Plaintiff sustained injury on April 12, 1979 when he was struck by a tractor-trailer driven by defendant John C. Luiken and caught between the truck and an automobile. This action was commenced in March 1980, and issue was joined in May of that year. Plaintiff placed the matter on the trial calendar on August 31, 1982. One year later, defendants commenced a third-party action against Sealand Terminal Corporation and John C. Mandel Security Bureau, Inc. Defendants subsequently brought another third-party action against Standard Fruit and Steamship Company, and Supreme Court marked the case off calendar on March 12, 1984 "as an accommodation to the parties for the third-party action and in the face of non-appearance of the defendants/third-party plaintiffs, and was in no way whatsoever due to any default, laxness or unpreparedness for trial by the plaintiff."

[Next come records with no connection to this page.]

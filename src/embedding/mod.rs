//! Embedding adapters for dense retrieval and grounding checks.
//!
//! The engine treats the embedding model as an opaque function from
//! text to a unit-norm vector. Two adapters are provided:
//!
//! - [`HashedEmbedder`]: deterministic lexical pseudo-embeddings, no
//!   external service required (the default).
//! - [`OllamaEmbedder`]: calls a local Ollama embedding model.
//!
//! Empty input always produces the zero vector, which callers treat as
//! "no match".

mod hashed;
mod ollama;

pub use hashed::HashedEmbedder;
pub use ollama::OllamaEmbedder;

use crate::Result;
use crate::config::Settings;

/// Default embedding dimensions (all-MiniLM-L6-v2 class models).
pub const DEFAULT_DIMENSIONS: usize = 384;

/// Trait for embedding generators.
///
/// Implementations must be thread-safe (`Send + Sync`) and must return
/// unit-norm vectors (or the zero vector for empty input) so that the
/// inner product equals cosine similarity.
pub trait Embedder: Send + Sync {
    /// Returns the embedding dimensions.
    fn dimensions(&self) -> usize;

    /// Generates an embedding for the given text.
    ///
    /// # Errors
    ///
    /// Returns an error if embedding generation fails.
    fn embed(&self, text: &str) -> Result<Vec<f32>>;

    /// Generates embeddings for multiple texts.
    ///
    /// The default implementation calls `embed` for each text
    /// sequentially. Implementations may override this for batching.
    ///
    /// # Errors
    ///
    /// Returns an error if embedding generation fails for any text.
    fn embed_batch(&self, texts: &[&str]) -> Result<Vec<Vec<f32>>> {
        texts.iter().map(|t| self.embed(t)).collect()
    }
}

/// Creates an embedder from the configured `EMBEDDING_MODEL` selector.
///
/// `hashed` (the default) selects the deterministic lexical embedder;
/// `ollama:<model>` selects the Ollama embedding endpoint.
///
/// # Errors
///
/// Returns an error if the Ollama client cannot be constructed.
pub fn create_embedder(settings: &Settings) -> Result<Box<dyn Embedder>> {
    match settings.embedding_model.strip_prefix("ollama:") {
        Some(model) => Ok(Box::new(OllamaEmbedder::new(
            &settings.ollama_host,
            model,
            settings.embedding_dimension,
            settings.ollama_timeout,
        )?)),
        None => Ok(Box::new(HashedEmbedder::new(settings.embedding_dimension))),
    }
}

/// Computes the inner product of two unit-norm embedding vectors.
///
/// For unit-norm inputs this equals cosine similarity. Returns 0.0 for
/// mismatched lengths or zero vectors.
#[must_use]
pub fn dot_similarity(a: &[f32], b: &[f32]) -> f32 {
    if a.len() != b.len() {
        return 0.0;
    }
    a.iter().zip(b.iter()).map(|(x, y)| x * y).sum()
}

/// Scales a vector to unit length in place. Zero vectors are left as-is.
pub fn normalize_in_place(vector: &mut [f32]) {
    let magnitude: f32 = vector.iter().map(|x| x * x).sum::<f32>().sqrt();
    if magnitude > 0.0 {
        for val in vector.iter_mut() {
            *val /= magnitude;
        }
    }
}

#[cfg(test)]
mod tests {
    use super::*;

    #[test]
    fn test_dot_similarity_identical() {
        let a = vec![1.0, 0.0, 0.0];
        assert!((dot_similarity(&a, &a) - 1.0).abs() < 1e-6);
    }

    #[test]
    fn test_dot_similarity_orthogonal() {
        let a = vec![1.0, 0.0, 0.0];
        let b = vec![0.0, 1.0, 0.0];
        assert!(dot_similarity(&a, &b).abs() < 1e-6);
    }

    #[test]
    fn test_dot_similarity_opposite() {
        let a = vec![1.0, 0.0];
        let b = vec![-1.0, 0.0];
        assert!((dot_similarity(&a, &b) + 1.0).abs() < 1e-6);
    }

    #[test]
    fn test_dot_similarity_mismatched_lengths() {
        let a = vec![1.0, 0.0];
        let b = vec![1.0, 0.0, 0.0];
        assert!(dot_similarity(&a, &b).abs() < 1e-6);
    }

    #[test]
    fn test_normalize_in_place() {
        let mut v = vec![3.0, 4.0];
        normalize_in_place(&mut v);
        let magnitude: f32 = v.iter().map(|x| x * x).sum::<f32>().sqrt();
        assert!((magnitude - 1.0).abs() < 1e-6);
    }

    #[test]
    fn test_normalize_zero_vector_unchanged() {
        let mut v = vec![0.0, 0.0];
        normalize_in_place(&mut v);
        assert_eq!(v, vec![0.0, 0.0]);
    }

    #[test]
    fn test_create_embedder_defaults_to_hashed() {
        let settings = Settings::default();
        let embedder = create_embedder(&settings).unwrap();
        assert_eq!(embedder.dimensions(), DEFAULT_DIMENSIONS);
    }

    #[test]
    fn test_embed_batch_default_impl() {
        let embedder = HashedEmbedder::new(DEFAULT_DIMENSIONS);
        let texts = vec!["hello", "world"];
        let embeddings = Embedder::embed_batch(&embedder, &texts).unwrap();
        assert_eq!(embeddings.len(), 2);
        for embedding in &embeddings {
            assert_eq!(embedding.len(), DEFAULT_DIMENSIONS);
        }
    }
}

Thereafter, the parties engaged in motion practice concerning the need for additional physical examinations and conducted discovery with respect to the third-party action. Plaintiff was examined in connection with the litigation in April 1986 and August 1988. Two of the insurance companies involved in the litigation went into receivership in 1986, one of which was declared bankrupt in early 1989, prompting plaintiff to file a claim with the New York State Insurance Department Liquidation Bureau in March of that year. Defendant Champion Trucks Rental was in liquidation in mid-1986, resulting in a stay of proceedings, and third-party defendant Sealand Terminal Corporation was involved in bankruptcy proceedings in 1990.
This Court agrees with the findings of Supreme Court that plaintiff has demonstrated the merit of his cause of action and a lack of prejudice to defendants (see, Hillegass v. Duffy, 148 A.D.2d 677, 679). Given the reason for marking this case off calendar — which was not due to any action or inaction on plaintiff's part — and the delay attendant upon the liquidation of various parties defendant and insurance carriers involved in the defense, this Court is not prepared to conclude, on the record before us, that plaintiff has exhibited an intention to abandon this action (supra, at 680; see also, Rosado v. New York City Hous. Auth., 183 A.D.2d 640, 642).
Concur — Milonas, J.P., Ellerin and Rubin, JJ.
I dissent and would affirm. Under CPLR 3404, a case which has been marked off the calendar and not restored within one year is presumed abandoned and will be dismissed for neglect to prosecute (Rosado v. New York City Hous. Auth., 183 A.D.2d 640, 641-642). The presumption, however, is rebuttable by proof demonstrating a lack of intent to abandon the action, such as litigation actually in progress, and if, in addition, the plaintiff can show a meritorious cause of action, a reasonable excuse for the delay and lack of prejudice to the opposing parties, the matter can be restored to the calendar (supra). This personal injury action was marked off the calendar in March 1984, and no motion to restore was made until a third-party defendant moved in March 1990 to dismiss for failure to prosecute. While it is true that during the intervening years one party and the insurers for two others came under some form of court-ordered protection due to bankruptcy or liquidation, the stays imposed with respect to each of the insurers were for only 180 days, and the bankruptcy stay with respect to the party did not preclude plaintiff from prosecuting the action against the other parties. Because plaintiff instead chose to remain inactive, it was not abuse of discretion for the IAS Court to deny his motion to restore.